Professor Edward Peck, Vice-Chancellor and President of Nottingham Trent University, said:

“Nottingham Trent University is focused on reimaging the role of our university within our local communities. We utilise our skills and our resources to create opportunities for economic, social, and cultural development, working in close collaboration with partners across the region.

We are confident that the creation of an East Midlands Combined Authority will strengthen these partnerships, broadening the range of areas that are important to local people on which together we can make and implement key decisions.

In particular, NTU will relish the chance to take ever more innovative steps that will transform the provision of skills training for all residents within the Combined Authority. These will improve the financial prospects of individuals, support the economic viability of neighbourhoods, and enable existing and incoming businesses to thrive and grow.”
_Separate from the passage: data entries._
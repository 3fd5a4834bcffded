use std::collections::{HashMap, HashSet};

use super::{DiagnosticForm, NodeRef, MAX_TIME_LIMIT_MINUTES};

#[derive(Clone, Copy, PartialEq)]
enum Mark {
    Visiting,
    Done,
}

impl DiagnosticForm {
    /// Check the structural invariants of the decision graph.
    ///
    /// Returns every problem found rather than stopping at the first one.
    pub fn validate(&self) -> Result<(), Vec<String>> {
        let mut problems = Vec::new();

        if self.form_id.trim().is_empty() {
            problems.push("form_id must not be empty".to_string());
        }
        if self.items.is_empty() {
            problems.push("form must contain at least one item".to_string());
        }
        if self.max_depth < 1 {
            problems.push("max_depth must be at least 1".to_string());
        }
        if !(1..=MAX_TIME_LIMIT_MINUTES).contains(&self.max_time_minutes) {
            problems.push(format!(
                "max_time_minutes must be within 1-{}, got {}",
                MAX_TIME_LIMIT_MINUTES, self.max_time_minutes
            ));
        }
        if !self.items.iter().any(|i| i.item_id == self.root_item_id) {
            problems.push(format!(
                "root item {} is not one of the form's items",
                self.root_item_id
            ));
        }

        let mut seen = HashSet::new();
        for node in self.nodes() {
            if !seen.insert(node.id()) {
                problems.push(format!("node id {} is used more than once", node.id()));
            }
            check_node(self, node, &mut problems);
        }

        let mut edge_keys = HashSet::new();
        for edge in &self.edges {
            let Some(from) = self.node(&edge.from_node_id) else {
                problems.push(format!(
                    "edge from {} references a missing node",
                    edge.from_node_id
                ));
                continue;
            };
            if !edge_keys.insert((edge.from_node_id.as_str(), edge.option_selected.as_str())) {
                problems.push(format!(
                    "more than one edge for option {} of node {}",
                    edge.option_selected, edge.from_node_id
                ));
            }
            if !from.has_option(&edge.option_selected) {
                problems.push(format!(
                    "edge from {} uses unknown option {}",
                    edge.from_node_id, edge.option_selected
                ));
            }
            if let Some(to) = &edge.to_node_id {
                if self.node(to).is_none() {
                    problems.push(format!(
                        "edge {} -> {} references a missing node",
                        edge.from_node_id, to
                    ));
                }
            }
            if let Some(delta) = edge.confidence_delta {
                if !(0.0..=1.0).contains(&delta) {
                    problems.push(format!(
                        "edge from {} option {} has confidence_delta {} outside 0.0-1.0",
                        edge.from_node_id, edge.option_selected, delta
                    ));
                }
            }
            if let Some(tag) = &edge.misconception_tag {
                match from.distractor(&edge.option_selected) {
                    Some(d) if &d.misconception_tag != tag => problems.push(format!(
                        "edge from {} option {} is tagged {} but the distractor is tagged {}",
                        edge.from_node_id, edge.option_selected, tag, d.misconception_tag
                    )),
                    None if from.has_option(&edge.option_selected) => problems.push(format!(
                        "edge from {} tags the correct answer {} with {}",
                        edge.from_node_id, edge.option_selected, tag
                    )),
                    _ => {}
                }
            }
        }

        if let Some(cycle_at) = find_cycle(self) {
            problems.push(format!("decision graph contains a cycle through {}", cycle_at));
        }

        if problems.is_empty() {
            Ok(())
        } else {
            Err(problems)
        }
    }
}

fn check_node(form: &DiagnosticForm, node: NodeRef<'_>, problems: &mut Vec<String>) {
    let mut options = HashSet::new();
    for option in node.option_ids() {
        if !options.insert(option) {
            problems.push(format!(
                "node {} has duplicate option id {}",
                node.id(),
                option
            ));
        }
    }
    for distractor in node.distractors() {
        if !(0.0..=1.0).contains(&distractor.confidence_weight) {
            problems.push(format!(
                "node {} option {} has confidence_weight {} outside 0.0-1.0",
                node.id(),
                distractor.option_id,
                distractor.confidence_weight
            ));
        }
        if distractor.misconception_tag.trim().is_empty() {
            problems.push(format!(
                "node {} option {} has an empty misconception_tag",
                node.id(),
                distractor.option_id
            ));
        }
        if let Some(probe_id) = &distractor.next_probe_id {
            if !form.probes.iter().any(|p| &p.probe_id == probe_id) {
                problems.push(format!(
                    "node {} option {} points at missing probe {}",
                    node.id(),
                    distractor.option_id,
                    probe_id
                ));
            }
        }
    }
}

/// Depth-first search for a back edge reachable from the root.
fn find_cycle(form: &DiagnosticForm) -> Option<String> {
    let mut adjacency: HashMap<&str, Vec<&str>> = HashMap::new();
    for edge in &form.edges {
        if let Some(to) = &edge.to_node_id {
            adjacency
                .entry(edge.from_node_id.as_str())
                .or_default()
                .push(to.as_str());
        }
    }

    let mut marks: HashMap<&str, Mark> = HashMap::new();
    let mut stack: Vec<(&str, usize)> = vec![(form.root_item_id.as_str(), 0)];
    marks.insert(form.root_item_id.as_str(), Mark::Visiting);

    while let Some((node, next_child)) = stack.pop() {
        let children = adjacency.get(node).map(Vec::as_slice).unwrap_or(&[]);
        if let Some(&child) = children.get(next_child) {
            stack.push((node, next_child + 1));
            match marks.get(child) {
                Some(Mark::Visiting) => return Some(child.to_string()),
                Some(Mark::Done) => {}
                None => {
                    marks.insert(child, Mark::Visiting);
                    stack.push((child, 0));
                }
            }
        } else {
            marks.insert(node, Mark::Done);
        }
    }
    None
}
Janet Smith, Chief Executive and Principal of Nottingham College, said:

“Nottingham College prepares young people for that first crucial step into employment and, each year, supports thousands of adults returning to education to further develop their skills or retrain for a new career.

“We recognise the opportunities that the East Midlands Combined Authority can bring for local control, de-regulation and innovation. We know that securing a devolution deal for the East Midlands will bring targeted support and investment and enable education and training providers to act with speed and flexibility to best serve the needs of all in our region.

“Devolution strengthens local links and ensures joined-up decision making and here at Nottingham College we know how effective collaboration can unlock opportunities that benefit our people. Through the East Midlands Combined Authority we will see how true collaboration and partnership working can better position our region and deliver growth and prosperity for all of us.”

If all four councils vote to accept the results of the consultation, and move forward with the process, a final version of the devolution proposal could then be sent to the Government.

Legislation to make the new form of Combined County Authority legal could go through Parliament later this year, which would then need to be approved and receive Royal Assent. This could happen in early 2024.

A new East Midlands Combined County Authority could then officially come into existence in spring 2024, with the first ever election for a regional mayor, covering Derbyshire, Nottinghamshire, Derby, and Nottingham, taking place in May 2024.

A future mayor would be held to account by elected representatives from county and city councils in the East Midlands, as well as a scrutiny committee. The mayor would be directly elected by residents in Derbyshire, Nottinghamshire, Derby, and Nottingham.